Run whatever a name points to with one command — a file, a package.json script, a local bin, or a package off the registry.

nubx index.ts          # run a file
nubx test --snapshot   # run a package.json script
nubx rolldown -b       # run a local CLI
nubx cowsay "hi"       # run a remote CLI (dlx)

Reach for nubx first. It resolves the name through every tier and runs the first match, so one command covers the file you wrote, the script in your package.json, the CLI already in node_modules, and the tool you haven't installed yet. The single-purpose commands it unifies — nub run, nub exec, and nub dlx — stay available when you want exactly one tier.

Resolution order

A bare token resolves by the first tier that matches:

  • File — a path (./x, /abs/x) or a file by that name in the current directory
  • Script — a package.json script of that name
  • Local bin — an executable on the node_modules/.bin chain
  • Registry — a package fetched and run, when nothing local matched

Scripts beat bins, and a file beats both — the same precedence as nub run. A leading -p/--package spec skips local resolution and fetches.

Each tier mirrors a standalone command — nubx picks the right one for you:

nubx <file>        # equivalent to `nub <file>`
nubx <script>      # equivalent to `nub run <script>`
nubx <local-bin>   # equivalent to `nub exec <local-bin>`
nubx <remote-bin>  # equivalent to `nub dlx <remote-bin>`

Other runners cover only a slice — node runs files, npx runs or fetches a bin, and pnpm splits the job across run, exec, and dlx:

Targetnodepnpmpnpm runpnpm execpnpm dlxnpxpnpxnubx
JS/TS file
package.json script
Local bin
Registry package

Only npx and nubx fall through from local to the registry in one command — npx for a bin, nubx for the full chain. Every pnpm command targets one tier and errors on a miss.

Coming from npx

Two deliberate differences. A local script or file wins, not just a bin — if a project has both a lint script and a lint bin, nubx lint runs the script (use nub exec lint to force the bin). And a registry fetch needs consent: where npx downloads silently, nubx prompts on the first fetch and fails closed in CI, so add -y or declare the tool as a dependency.

Fetch from the registry

When nothing local matches, nubx can fetch a package, run its bin, and remember your consent — but it never runs remote code silently. The first run of a given tool prompts:

$ nubx cowsay "Hello"
nubx: cowsay is not installed locally. Download and run it? [y/N] y
dependencies:
+ cowsay@1.6.0

 _______
< Hello >
 -------
        \   ^__^
         \  (oo)\_______
            (__)\       )\/\
                ||----w |
                ||     ||

Answer y once and later runs skip the prompt. A pinned version (nubx cowsay@1.5.0) is remembered indefinitely; a floating one (nubx cowsay, which tracks latest) is re-confirmed after a day, so a tool that has moved to a new version asks again before running new code.

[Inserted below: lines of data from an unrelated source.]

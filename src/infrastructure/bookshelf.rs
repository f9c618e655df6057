use chrono::{DateTime, Utc};
use diesel::pg::PgConnection;
use diesel::prelude::*;
use uuid::Uuid;

use crate::db::DbPool;
use crate::domain::errors::DomainError;
use crate::domain::ports::{BookshelfItem, BookshelfRepository};
use crate::schema::{bookshelf_entries, products};

use super::models::NewBookshelfEntryRow;

/// Grants a digital product to a member. Owning it already is not an
/// error; returns whether a new entry was written.
pub fn grant(
    conn: &mut PgConnection,
    member_id: Uuid,
    product_id: Uuid,
    order_id: Uuid,
) -> Result<bool, DomainError> {
    let inserted = diesel::insert_into(bookshelf_entries::table)
        .values(&NewBookshelfEntryRow {
            id: Uuid::new_v4(),
            member_id,
            product_id,
            order_id,
        })
        .on_conflict((bookshelf_entries::member_id, bookshelf_entries::product_id))
        .do_nothing()
        .execute(conn)?;
    Ok(inserted == 1)
}

pub struct DieselBookshelfRepository {
    pool: DbPool,
}

impl DieselBookshelfRepository {
    pub fn new(pool: DbPool) -> Self {
        Self { pool }
    }
}

impl BookshelfRepository for DieselBookshelfRepository {
    fn list(&self, member_id: Uuid) -> Result<Vec<BookshelfItem>, DomainError> {
        let mut conn = self.pool.get()?;

        let rows: Vec<(Uuid, String, Uuid, DateTime<Utc>)> = bookshelf_entries::table
            .inner_join(products::table)
            .filter(bookshelf_entries::member_id.eq(member_id))
            .order(bookshelf_entries::granted_at.desc())
            .select((
                bookshelf_entries::product_id,
                products::name,
                bookshelf_entries::order_id,
                bookshelf_entries::granted_at,
            ))
            .load(&mut conn)?;

        Ok(rows
            .into_iter()
            .map(|(product_id, product_name, order_id, granted_at)| BookshelfItem {
                product_id,
                product_name,
                order_id,
                granted_at,
            })
            .collect())
    }

    fn owns(&self, member_id: Uuid, product_id: Uuid) -> Result<bool, DomainError> {
        let mut conn = self.pool.get()?;

        let owned = diesel::select(diesel::dsl::exists(
            bookshelf_entries::table
                .filter(bookshelf_entries::member_id.eq(member_id))
                .filter(bookshelf_entries::product_id.eq(product_id)),
        ))
        .get_result(&mut conn)?;
        Ok(owned)
    }
}
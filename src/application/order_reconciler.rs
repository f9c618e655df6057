use chrono::Utc;
use uuid::Uuid;

use crate::domain::errors::DomainError;
use crate::domain::notification::Notification;
use crate::domain::order::{OrderView, RefundRecord};
use crate::domain::payment::{Completion, PaymentSubject, SessionStatus};
use crate::domain::ports::OrderLedger;

use super::notifications::NotificationDispatcher;

/// Finalises paid orders. Both the browser redirect and the webhook land
/// here; the ledger's pending gate guarantees one winner.
pub struct OrderReconciler<L> {
    ledger: L,
    dispatcher: NotificationDispatcher,
}

impl<L: OrderLedger> OrderReconciler<L> {
    pub fn new(ledger: L, dispatcher: NotificationDispatcher) -> Self {
        Self { ledger, dispatcher }
    }

    pub fn complete_order(
        &self,
        order_id: Uuid,
        payment_reference: &str,
    ) -> Result<Completion<OrderView>, DomainError> {
        let completion = self
            .ledger
            .complete_order(order_id, payment_reference, Utc::now())?;

        match &completion {
            Completion::Completed(order) => {
                log::info!(
                    "order {} paid ({}), {} item(s) finalised",
                    order.id,
                    payment_reference,
                    order.items.len()
                );
                self.dispatcher.dispatch(&confirmation_notifications(order));
            }
            Completion::AlreadyCompleted => {
                log::info!("order {} already finalised, nothing to do", order_id);
            }
            Completion::NotFound => {
                log::warn!("completion requested for unknown order {}", order_id);
            }
        }
        Ok(completion)
    }

    /// Success-redirect path. The session is re-read from the gateway, so a
    /// forged query string cannot mark an order paid. `None` means the
    /// gateway has not confirmed payment yet.
    pub fn complete_from_redirect(
        &self,
        order_id: Uuid,
        session: &SessionStatus,
    ) -> Result<Option<Completion<OrderView>>, DomainError> {
        if session.subject != Some(PaymentSubject::Order(order_id)) {
            return Err(DomainError::forbidden(
                "checkout session does not belong to this order",
            ));
        }
        let order = self
            .ledger
            .find_by_id(order_id)?
            .ok_or(DomainError::NotFound("Order"))?;
        if order.checkout_session_id.as_deref() != Some(session.session_id.as_str()) {
            return Err(DomainError::forbidden(
                "checkout session does not belong to this order",
            ));
        }
        if !session.paid {
            return Ok(None);
        }

        let reference = session
            .payment_intent
            .as_deref()
            .unwrap_or(session.session_id.as_str());
        self.complete_order(order_id, reference).map(Some)
    }

    #[cfg(test)]
    pub(crate) fn ledger(&self) -> &L {
        &self.ledger
    }

    pub fn order_for_payment_intent(&self, payment_intent: &str) -> Result<Option<Uuid>, DomainError> {
        self.ledger.find_id_by_payment_intent(payment_intent)
    }

    pub fn fail_payment(
        &self,
        order_id: Uuid,
        reason: Option<&str>,
    ) -> Result<bool, DomainError> {
        match self.ledger.mark_payment_failed(order_id, reason)? {
            Some(order) => {
                log::info!("order {} payment failed: {}", order.id, reason.unwrap_or("-"));
                self.dispatcher.dispatch(&[Notification::OrderPaymentFailed {
                    order_id: order.id,
                    member_id: order.member_id,
                }]);
                Ok(true)
            }
            None => Ok(false),
        }
    }

    pub fn apply_refund(
        &self,
        order_id: Uuid,
        refund: &RefundRecord,
    ) -> Result<Option<OrderView>, DomainError> {
        let updated = self.ledger.record_refund(order_id, refund)?;
        if let Some(order) = &updated {
            log::info!(
                "order {} refunded {} of {} ({})",
                order.id,
                order.refund_amount,
                order.total,
                order.payment_status
            );
            self.dispatcher.dispatch(&[Notification::OrderRefunded {
                order_id: order.id,
                member_id: order.member_id,
                amount_refunded: order.refund_amount,
                full: refund.amount_refunded >= refund.charge_amount,
            }]);
        }
        Ok(updated)
    }
}

fn confirmation_notifications(order: &OrderView) -> Vec<Notification> {
    vec![
        Notification::OrderConfirmed {
            order_id: order.id,
            member_id: order.member_id,
            total: order.total,
        },
        Notification::AdminOrderAlert {
            order_id: order.id,
            total: order.total,
        },
        Notification::ReceiptArchive {
            order_id: order.id,
            member_id: order.member_id,
            lines: order
                .items
                .iter()
                .map(|i| (i.product_name.clone(), i.quantity, i.subtotal))
                .collect(),
            shipping_fee: order.shipping_fee,
            total: order.total,
        },
    ]
}

#[cfg(test)]
pub(crate) mod fakes {
    use std::collections::HashMap;
    use std::sync::Mutex;

    use chrono::{DateTime, Utc};

    use super::*;
    use crate::domain::order::{
        ListResult, OrderDraft, OrderStatus, PaymentStatus,
    };
    use crate::domain::payment::CheckoutSession;

    /// In-memory ledger honouring the same pending gate as the database.
    #[derive(Default)]
    pub struct MemoryLedger {
        pub orders: Mutex<HashMap<Uuid, OrderView>>,
        pub completions: Mutex<u32>,
    }

    impl MemoryLedger {
        pub fn with(order: OrderView) -> Self {
            let ledger = Self::default();
            ledger.orders.lock().unwrap().insert(order.id, order);
            ledger
        }

        pub fn get(&self, id: Uuid) -> OrderView {
            self.orders.lock().unwrap()[&id].clone()
        }
    }

    impl OrderLedger for MemoryLedger {
        fn place_order(
            &self,
            _draft: &OrderDraft,
            _session: &CheckoutSession,
        ) -> Result<OrderView, DomainError> {
            unimplemented!("not used by reconciler tests")
        }

        fn find_by_id(&self, id: Uuid) -> Result<Option<OrderView>, DomainError> {
            Ok(self.orders.lock().unwrap().get(&id).cloned())
        }

        fn find_id_by_payment_intent(&self, reference: &str) -> Result<Option<Uuid>, DomainError> {
            Ok(self
                .orders
                .lock()
                .unwrap()
                .values()
                .find(|o| o.payment_intent_id.as_deref() == Some(reference))
                .map(|o| o.id))
        }

        fn list_for_member(&self, _: Uuid, _: i64, _: i64) -> Result<ListResult, DomainError> {
            unimplemented!("not used by reconciler tests")
        }

        fn complete_order(
            &self,
            order_id: Uuid,
            payment_reference: &str,
            paid_at: DateTime<Utc>,
        ) -> Result<Completion<OrderView>, DomainError> {
            let mut orders = self.orders.lock().unwrap();
            let Some(order) = orders.get_mut(&order_id) else {
                return Ok(Completion::NotFound);
            };
            if order.payment_status != PaymentStatus::Pending {
                return Ok(Completion::AlreadyCompleted);
            }
            order.payment_status = PaymentStatus::Paid;
            order.order_status = OrderStatus::Confirmed;
            order.payment_intent_id = Some(payment_reference.to_string());
            order.paid_at = Some(paid_at);
            *self.completions.lock().unwrap() += 1;
            Ok(Completion::Completed(order.clone()))
        }

        fn mark_payment_failed(
            &self,
            order_id: Uuid,
            reason: Option<&str>,
        ) -> Result<Option<OrderView>, DomainError> {
            let mut orders = self.orders.lock().unwrap();
            match orders.get_mut(&order_id) {
                Some(o) if o.payment_status == PaymentStatus::Pending => {
                    o.payment_status = PaymentStatus::Failed;
                    o.failure_reason = reason.map(str::to_string);
                    Ok(Some(o.clone()))
                }
                _ => Ok(None),
            }
        }

        fn record_refund(
            &self,
            order_id: Uuid,
            refund: &RefundRecord,
        ) -> Result<Option<OrderView>, DomainError> {
            let mut orders = self.orders.lock().unwrap();
            match orders.get_mut(&order_id) {
                Some(o) if refund.amount_refunded > o.refund_amount => {
                    o.refund_amount = refund.amount_refunded;
                    o.payment_status = refund.payment_status();
                    o.order_status = OrderStatus::Refunded;
                    Ok(Some(o.clone()))
                }
                _ => Ok(None),
            }
        }

        fn advance_status(
            &self,
            order_id: Uuid,
            from: OrderStatus,
            to: OrderStatus,
            _tracking_number: Option<&str>,
        ) -> Result<bool, DomainError> {
            let mut orders = self.orders.lock().unwrap();
            match orders.get_mut(&order_id) {
                Some(o) if o.order_status == from => {
                    o.order_status = to;
                    Ok(true)
                }
                _ => Ok(false),
            }
        }

        fn cancel_unpaid(&self, order_id: Uuid) -> Result<bool, DomainError> {
            let mut orders = self.orders.lock().unwrap();
            match orders.get_mut(&order_id) {
                Some(o) if o.payment_status == PaymentStatus::Pending => {
                    o.payment_status = PaymentStatus::Failed;
                    o.order_status = OrderStatus::Cancelled;
                    Ok(true)
                }
                _ => Ok(false),
            }
        }
    }
}
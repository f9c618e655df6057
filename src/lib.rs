pub mod application;
pub mod config;
pub mod db;
pub mod domain;
pub mod errors;
pub mod handlers;
pub mod infrastructure;
pub mod schema;
pub mod state;

use actix_web::{middleware::Logger, web, App, HttpServer};
use diesel_migrations::{embed_migrations, EmbeddedMigrations, MigrationHarness};
use utoipa::OpenApi;
use utoipa_swagger_ui::SwaggerUi;

use handlers::openapi::ApiDoc;
use handlers::{messages, orders, services, store, webhook};

pub use db::{create_pool, DbPool};
pub use state::AppState;

pub const MIGRATIONS: EmbeddedMigrations = embed_migrations!("migrations");

/// Run any pending Diesel migrations against the pool's database.
pub fn run_migrations(pool: &DbPool) {
    let mut conn = pool.get().expect("Failed to get DB connection for migrations");
    conn.run_pending_migrations(MIGRATIONS)
        .expect("Failed to run database migrations");
}

/// Registers every route. Shared by the server and the HTTP tests.
pub fn configure(cfg: &mut web::ServiceConfig) {
    cfg.service(
        web::scope("/store")
            .route("/cart", web::get().to(store::get_cart))
            .route("/cart/items/{product_id}", web::put().to(store::set_cart_item))
            .route("/cart/items/{product_id}", web::delete().to(store::remove_cart_item))
            .route("/checkout", web::post().to(store::checkout))
            .route("/complete.php", web::get().to(store::complete))
            .route("/webhook.php", web::post().to(webhook::receive))
            .route("/bookshelf", web::get().to(store::bookshelf))
            .route("/orders", web::get().to(orders::list_orders))
            .route("/orders/{id}", web::get().to(orders::get_order)),
    )
    .service(
        web::scope("/admin/orders")
            .route("/{id}/status", web::post().to(orders::advance_order))
            .route("/{id}/refund", web::post().to(orders::refund_order)),
    )
    .service(
        web::scope("/services")
            .route("/inquiries", web::post().to(services::submit_inquiry))
            .route("/guest/{token}", web::get().to(services::get_by_guest_token))
            .route("/payment/complete", web::get().to(services::payment_complete))
            .route("/transactions", web::get().to(services::list_transactions))
            .service(
                web::scope("/transactions/{id}")
                    .route("", web::get().to(services::get_transaction))
                    .route("/quotes", web::get().to(services::list_quotes))
                    .route("/quotes", web::post().to(services::send_quote))
                    .route("/quotes/current", web::get().to(services::current_quote))
                    .route("/quotes/drafts", web::post().to(services::save_quote_draft))
                    .route("/quotes/accept", web::post().to(services::accept_quote))
                    .route("/quotes/revision", web::post().to(services::request_quote_revision))
                    .route("/payment", web::post().to(services::begin_payment))
                    .route("/start", web::post().to(services::start_production))
                    .route("/deliver", web::post().to(services::deliver))
                    .route("/revision", web::post().to(services::request_revision))
                    .route("/complete", web::post().to(services::complete))
                    .route(
                        "/cancellation-policy",
                        web::get().to(services::cancellation_policy),
                    )
                    .route("/cancel", web::post().to(services::cancel))
                    .route("/refund", web::post().to(services::refund))
                    .route("/messages", web::get().to(messages::list_messages))
                    .route("/messages", web::post().to(messages::post_message))
                    .route("/messages/read", web::post().to(messages::mark_read))
                    .route("/messages/unread", web::get().to(messages::unread_count)),
            ),
    );
}

/// Build and return an actix-web `Server` bound to `host:port`.
///
/// The caller is responsible for `.await`-ing (or `tokio::spawn`-ing) the
/// returned server.
pub fn build_server(
    state: AppState,
    host: &str,
    port: u16,
) -> std::io::Result<actix_web::dev::Server> {
    let openapi = ApiDoc::openapi();
    Ok(HttpServer::new(move || {
        App::new()
            .app_data(web::Data::new(state.clone()))
            .wrap(Logger::default())
            .service(
                SwaggerUi::new("/swagger-ui/{_:.*}").url("/api-docs/openapi.json", openapi.clone()),
            )
            .configure(configure)
    })
    .bind((host.to_string(), port))?
    .run())
}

Outside a terminal there's no way to ask, so nubx fails closed — in CI, and any time stdin isn't a terminal:

$ nubx cowsay "hi"          # in CI
nubx: refusing to download cowsay in CI.
  A CI job should declare the tool as a dependency, or pass -y to fetch it.

A fetched package runs through Nub's normal install resolver, so the registry safeguards apply: the minimumReleaseAge cooling window (see the trust floor) and skipped lifecycle scripts. The remote bin runner is the explicit way to fetch and run a package outside the prompt, and covers both in full.

-y

Pass -y (--yes) to consent up front: it lets a fetch through in CI or any non-interactive context and skips the first-run prompt. This is the deliberate "yes, download and run it" gesture for scripts and CI.

nubx -y cowsay "hi"

Pass arguments

Everything after the name goes to the underlying file, script, or tool untouched — there's no -- separator to remember.

nubx eslint . --fix --max-warnings 0
nubx vitest run --coverage

--node

Pass --node to run the tool with runtime augmentation disabled — see the runtime overview for the full contract. Resolution, the registry fetch, and nubx's own machinery still run; only the augmentation is off.